//! Content digests for mirrored files using BLAKE3

use crate::error::SyncError;
use blake3::Hasher;
use serde::{Serialize, Serializer};
use std::fmt;
use std::fs::File;
use std::io::{ErrorKind, Read};
use std::path::Path;

/// Block size used when streaming file content
pub const BLOCK_SIZE: usize = 64 * 1024;

/// Content identity of a file (BLAKE3, 256-bit)
#[derive(Clone, Copy, PartialEq, Eq, Hash)]
pub struct Digest([u8; 32]);

impl Digest {
    pub fn as_bytes(&self) -> &[u8; 32] {
        &self.0
    }

    pub fn to_hex(&self) -> String {
        hex::encode(self.0)
    }
}

impl From<blake3::Hash> for Digest {
    fn from(hash: blake3::Hash) -> Self {
        Self(*hash.as_bytes())
    }
}

impl fmt::Debug for Digest {
    fn fmt(&self, f: &mut fmt::Formatter<'_>) -> fmt::Result {
        let hex = self.to_hex();
        write!(f, "Digest({})", &hex[..16])
    }
}

impl fmt::Display for Digest {
    fn fmt(&self, f: &mut fmt::Formatter<'_>) -> fmt::Result {
        f.write_str(&self.to_hex())
    }
}

impl Serialize for Digest {
    fn serialize<S: Serializer>(&self, serializer: S) -> Result<S::Ok, S::Error> {
        serializer.serialize_str(&self.to_hex())
    }
}

/// Compute the digest of in-memory content
pub fn digest_bytes(content: &[u8]) -> Digest {
    let mut hasher = Hasher::new();
    hasher.update(content);
    hasher.finalize().into()
}

/// Compute the digest of everything a reader yields, one block at a time
pub fn digest_reader<R: Read>(mut reader: R) -> std::io::Result<Digest> {
    let mut hasher = Hasher::new();
    let mut buffer = vec![0u8; BLOCK_SIZE];

    loop {
        let bytes_read = match reader.read(&mut buffer) {
            Ok(0) => break,
            Ok(n) => n,
            Err(e) if e.kind() == ErrorKind::Interrupted => continue,
            Err(e) => return Err(e),
        };
        hasher.update(&buffer[..bytes_read]);
    }

    Ok(hasher.finalize().into())
}

/// Compute the digest of a file on disk
///
/// The file is streamed in `BLOCK_SIZE` blocks; it is never loaded whole.
pub fn digest_file(path: &Path) -> Result<Digest, SyncError> {
    let read_error = |source| SyncError::Read {
        path: path.to_path_buf(),
        source,
    };
    let file = File::open(path).map_err(read_error)?;
    digest_reader(file).map_err(read_error)
}

/// Whether two files have identical content
pub fn files_match(a: &Path, b: &Path) -> Result<bool, SyncError> {
    Ok(digest_file(a)? == digest_file(b)?)
}
//! Config facade: single entry point for loading layered configuration.

use super::merge::merge_policy;
use super::sources::{environment, explicit_file, global_file};
use super::MirrorConfig;
use crate::error::ApiError;
use std::path::Path;
use tracing::debug;

pub struct ConfigLoader;

impl ConfigLoader {
    /// Load defaults, then the global config file, then environment overrides.
    pub fn load() -> Result<MirrorConfig, ApiError> {
        let builder = merge_policy::builder_with_defaults()?;
        let builder = global_file::add_to_builder(builder)?;
        let builder = environment::add_to_builder(builder);
        let config: MirrorConfig = builder.build()?.try_deserialize()?;
        debug!("Loaded configuration from global sources");
        Ok(config)
    }

    /// Load defaults, then the global config file, then `config_path` (which
    /// must exist), then environment overrides.
    pub fn load_from_file(config_path: &Path) -> Result<MirrorConfig, ApiError> {
        let builder = merge_policy::builder_with_defaults()?;
        let builder = global_file::add_to_builder(builder)?;
        let builder = explicit_file::add_to_builder(builder, config_path)?;
        let builder = environment::add_to_builder(builder);
        let config: MirrorConfig = builder.build()?.try_deserialize()?;
        debug!(config_path = %config_path.display(), "Loaded configuration file");
        Ok(config)
    }

    /// Load from `config_path` when given, otherwise from global sources.
    pub fn load_optional(config_path: Option<&Path>) -> Result<MirrorConfig, ApiError> {
        match config_path {
            Some(path) => Self::load_from_file(path),
            None => Self::load(),
        }
    }
}
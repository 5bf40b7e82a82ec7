//! Per-pass outcome: action counts and isolated entry errors

use crate::error::{EntryError, SyncError};
use chrono::{DateTime, Utc};
use serde::Serialize;

#[derive(Debug, Serialize)]
pub struct PassResult {
    pub started_at: DateTime<Utc>,
    pub finished_at: Option<DateTime<Utc>>,
    pub dirs_created: usize,
    pub files_created: usize,
    pub files_updated: usize,
    pub files_deleted: usize,
    pub dirs_deleted: usize,
    pub errors: Vec<EntryError>,
    /// The pass stopped early because its cancel token fired
    pub cancelled: bool,
}

impl PassResult {
    pub fn begin() -> Self {
        Self {
            started_at: Utc::now(),
            finished_at: None,
            dirs_created: 0,
            files_created: 0,
            files_updated: 0,
            files_deleted: 0,
            dirs_deleted: 0,
            errors: Vec::new(),
            cancelled: false,
        }
    }

    pub fn finish(&mut self) {
        self.finished_at = Some(Utc::now());
    }

    pub fn record_error(&mut self, relative_path: impl Into<String>, error: SyncError) {
        self.errors.push(EntryError::new(relative_path, error));
    }

    pub fn has_errors(&self) -> bool {
        !self.errors.is_empty()
    }

    pub fn total_changes(&self) -> usize {
        self.dirs_created
            + self.files_created
            + self.files_updated
            + self.files_deleted
            + self.dirs_deleted
    }

    /// One-line summary used for log records
    pub fn summary(&self) -> String {
        format!(
            "{} dirs created, {} files created, {} files updated, {} files deleted, {} dirs deleted, {} errors",
            self.dirs_created,
            self.files_created,
            self.files_updated,
            self.files_deleted,
            self.dirs_deleted,
            self.errors.len()
        )
    }
}
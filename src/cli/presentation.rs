//! Presentation: pass, plan, schedule and config formatters (text or json).

use crate::config::MirrorConfig;
use crate::error::{ApiError, SyncError};
use crate::sync::{CopyKind, PassResult, ScheduleSummary, SyncPlan};
use crate::tree::walker::EntryKind;
use comfy_table::Table;
use owo_colors::{OwoColorize, Stream};

pub fn format_pass_result(result: &PassResult, format: &str) -> Result<String, ApiError> {
    if format == "json" {
        return Ok(serde_json::to_string_pretty(result)?);
    }

    let mut table = Table::new();
    table.load_preset(comfy_table::presets::UTF8_FULL);
    table.set_header(vec!["Action", "Count"]);
    table.add_row(vec!["Directories created".to_string(), result.dirs_created.to_string()]);
    table.add_row(vec!["Files created".to_string(), result.files_created.to_string()]);
    table.add_row(vec!["Files updated".to_string(), result.files_updated.to_string()]);
    table.add_row(vec!["Files deleted".to_string(), result.files_deleted.to_string()]);
    table.add_row(vec!["Directories deleted".to_string(), result.dirs_deleted.to_string()]);

    // Colors only when stdout is a terminal and not overridden off
    let status = if result.cancelled {
        warning("Pass cancelled")
    } else if result.has_errors() {
        warning(&format!("Pass completed with {} errors", result.errors.len()))
    } else if result.total_changes() == 0 {
        success("Replica already up to date")
    } else {
        success("Pass completed")
    };

    let mut s = format!("{}\n{}", status, table);
    if result.has_errors() {
        s.push_str(&format!("\n\nErrors ({}):", result.errors.len()));
        for e in &result.errors {
            s.push_str(&format!("\n  - {}", e));
        }
    }
    Ok(s)
}

/// Format one scheduled pass, fatal or not
pub fn format_pass_outcome(
    iteration: u64,
    outcome: &Result<PassResult, SyncError>,
    format: &str,
) -> Result<String, ApiError> {
    match (outcome, format) {
        (Ok(result), "json") => Ok(serde_json::to_string(&serde_json::json!({
            "pass": iteration,
            "result": result,
        }))?),
        (Err(error), "json") => Ok(serde_json::to_string(&serde_json::json!({
            "pass": iteration,
            "fatal": { "category": error.category(), "message": error.to_string() },
        }))?),
        (Ok(result), _) => Ok(format!(
            "Pass {}\n{}",
            iteration,
            format_pass_result(result, format)?
        )),
        (Err(error), _) => Ok(format!(
            "Pass {}\n{} {}",
            iteration,
            "Pass failed:".if_supports_color(Stream::Stdout, |t| t.red()),
            error
        )),
    }
}

pub fn format_plan(plan: &SyncPlan, format: &str) -> Result<String, ApiError> {
    if format == "json" {
        return Ok(serde_json::to_string_pretty(plan)?);
    }
    if plan.is_empty() && plan.errors.is_empty() {
        return Ok("Replica already up to date; nothing to do.".to_string());
    }

    let mut table = Table::new();
    table.load_preset(comfy_table::presets::UTF8_FULL);
    table.set_header(vec!["Action", "Path"]);
    for dir in &plan.create_dirs {
        table.add_row(vec!["create dir", dir.as_str()]);
    }
    for copy in &plan.copy_files {
        let action = match copy.kind {
            CopyKind::Create => "create file",
            CopyKind::Update => "update file",
        };
        table.add_row(vec![action, copy.relative_path.as_str()]);
    }
    for file in &plan.delete_files {
        table.add_row(vec!["delete file", file.as_str()]);
    }
    for entry in &plan.delete_unmapped {
        let action = match entry.kind {
            EntryKind::File => "delete file",
            EntryKind::Directory => "delete dir",
        };
        table.add_row(vec![action, entry.display_path.as_str()]);
    }
    for dir in &plan.delete_dirs {
        table.add_row(vec!["delete dir", dir.as_str()]);
    }

    let mut s = format!("Planned actions ({}):\n{}", plan.action_count(), table);
    if !plan.errors.is_empty() {
        s.push_str(&format!("\n\nUnplannable entries ({}):", plan.errors.len()));
        for e in &plan.errors {
            s.push_str(&format!("\n  - {}", e));
        }
    }
    Ok(s)
}

pub fn format_schedule_summary(summary: &ScheduleSummary, format: &str) -> Result<String, ApiError> {
    if format == "json" {
        return Ok(serde_json::to_string(summary)?);
    }
    let mut s = format!(
        "Scheduler finished: {} passes, {} failed, {} entry errors",
        summary.passes, summary.failed_passes, summary.entry_errors
    );
    if summary.cancelled {
        s.push_str(" (cancelled)");
    }
    Ok(s)
}

fn warning(text: &str) -> String {
    text.if_supports_color(Stream::Stdout, |t| t.yellow()).to_string()
}

fn success(text: &str) -> String {
    text.if_supports_color(Stream::Stdout, |t| t.green()).to_string()
}

pub fn format_config(config: &MirrorConfig) -> Result<String, ApiError> {
    config.to_toml()
}
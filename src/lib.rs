//! foldsync: Periodic One-Way Folder Mirroring
//!
//! Keeps a replica directory an exact copy of a source directory. Each pass
//! scans both trees, plans the differences by content digest, and applies
//! them to the replica with read-back verification of every copied file.

pub mod actions;
pub mod cli;
pub mod config;
pub mod error;
pub mod logging;
pub mod sync;
pub mod tree;
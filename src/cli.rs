//! CLI domain: parse, route, help, output, and presentation only.
//! No engine logic; the route table dispatches to the sync engine.

mod help;
mod output;
mod parse;
mod presentation;
mod route;

pub use help::command_name;
pub use output::{map_error, ExitStatus};
pub use parse::{Cli, Commands, RootArgs};
pub use presentation::{
    format_config, format_pass_outcome, format_pass_result, format_plan, format_schedule_summary,
};
pub use route::RunContext;
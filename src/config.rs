//! Configuration System
//!
//! Layered configuration for mirroring runs: built-in defaults, the global
//! config file, an explicit config file, and `FOLDSYNC_` environment
//! variables. CLI flags are applied on top by the binary.

use crate::error::ApiError;
use crate::logging::LoggingConfig;
use crate::sync::{PlanOptions, ScheduleConfig};
use crate::tree::path::resolve_root;
use crate::tree::walker::WalkerConfig;
use serde::{Deserialize, Serialize};
use std::path::PathBuf;
use std::time::Duration;

mod facade;
mod merge;
mod sources;

pub use facade::ConfigLoader;
pub use sources::global_file::global_config_path;

/// Root configuration structure
#[derive(Debug, Clone, Default, PartialEq, Serialize, Deserialize)]
pub struct MirrorConfig {
    /// Tree to mirror from
    #[serde(default, skip_serializing_if = "Option::is_none")]
    pub source: Option<PathBuf>,

    /// Tree to mirror into
    #[serde(default, skip_serializing_if = "Option::is_none")]
    pub replica: Option<PathBuf>,

    /// Pass scheduling and planning settings
    #[serde(default)]
    pub sync: SyncConfig,

    /// Logging configuration
    #[serde(default)]
    pub logging: LoggingConfig,
}

/// Pass scheduling and planning settings
#[derive(Debug, Clone, PartialEq, Serialize, Deserialize)]
pub struct SyncConfig {
    /// Seconds to sleep between passes
    #[serde(default = "default_interval_secs")]
    pub interval_secs: u64,

    /// Number of passes; unset runs until interrupted
    #[serde(default, skip_serializing_if = "Option::is_none")]
    pub iterations: Option<u64>,

    /// Stop the scheduler at the first fatal pass
    #[serde(default)]
    pub stop_on_fatal: bool,

    /// Skip hashing files whose size matches and whose replica is not older
    #[serde(default)]
    pub prefilter: bool,

    /// Path component names excluded from both trees
    #[serde(default)]
    pub ignore: Vec<String>,
}

fn default_interval_secs() -> u64 {
    300
}

impl Default for SyncConfig {
    fn default() -> Self {
        Self {
            interval_secs: default_interval_secs(),
            iterations: None,
            stop_on_fatal: false,
            prefilter: false,
            ignore: Vec::new(),
        }
    }
}

impl SyncConfig {
    pub fn schedule(&self) -> ScheduleConfig {
        ScheduleConfig {
            interval: Duration::from_secs(self.interval_secs),
            iterations: self.iterations,
            stop_on_fatal: self.stop_on_fatal,
        }
    }

    pub fn plan_options(&self) -> PlanOptions {
        PlanOptions {
            prefilter: self.prefilter,
        }
    }

    pub fn walker_config(&self) -> WalkerConfig {
        WalkerConfig {
            ignore_patterns: self.ignore.clone(),
        }
    }
}

impl MirrorConfig {
    /// Source and replica roots, or an error naming the missing one
    pub fn roots(&self) -> Result<(PathBuf, PathBuf), ApiError> {
        let source = self
            .source
            .clone()
            .ok_or_else(|| ApiError::ConfigError("Source root is not configured".to_string()))?;
        let replica = self
            .replica
            .clone()
            .ok_or_else(|| ApiError::ConfigError("Replica root is not configured".to_string()))?;
        Ok((source, replica))
    }

    /// Validate the configuration before a run
    ///
    /// Roots must be set and disjoint: the same directory, or one nested in
    /// the other, would make a pass mirror its own output.
    pub fn validate(&self) -> Result<(), ApiError> {
        let (source, replica) = self.roots()?;
        let source = resolve_root(&source);
        let replica = resolve_root(&replica);

        if source == replica {
            return Err(ApiError::ConfigError(format!(
                "Source and replica are the same directory: {}",
                source.display()
            )));
        }
        if replica.starts_with(&source) || source.starts_with(&replica) {
            return Err(ApiError::ConfigError(format!(
                "Source {} and replica {} must not be nested",
                source.display(),
                replica.display()
            )));
        }

        if self.sync.interval_secs == 0 && self.sync.iterations.is_none() {
            return Err(ApiError::ConfigError(
                "interval_secs must be greater than zero for unbounded runs".to_string(),
            ));
        }

        if self.sync.ignore.iter().any(|p| p.is_empty() || p.contains(['/', '\\'])) {
            return Err(ApiError::ConfigError(
                "ignore entries must be single path component names".to_string(),
            ));
        }

        Ok(())
    }

    /// Render as TOML
    pub fn to_toml(&self) -> Result<String, ApiError> {
        Ok(toml::to_string_pretty(self)?)
    }
}
//! Merge rules: defaults, override order, conflict handling.

use config::builder::DefaultState;
use config::Config;
use config::ConfigBuilder;
use config::ConfigError;

/// Create a Config builder with merge policy defaults applied.
///
/// Later sources override earlier ones key by key; defaults sit below all
/// file and environment sources.
pub fn builder_with_defaults() -> Result<ConfigBuilder<DefaultState>, ConfigError> {
    Config::builder()
        .set_default("sync.interval_secs", 300)?
        .set_default("sync.stop_on_fatal", false)?
        .set_default("sync.prefilter", false)?
        .set_default("logging.level", "info")?
        .set_default("logging.format", "text")?
        .set_default("logging.output", "stderr")
}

Action item: From the entries above, copy each line that holds "runs".

Task output:
//! Layered configuration for mirroring runs: built-in defaults, the global
    /// Number of passes; unset runs until interrupted
                "interval_secs must be greater than zero for unbounded runs".to_string(),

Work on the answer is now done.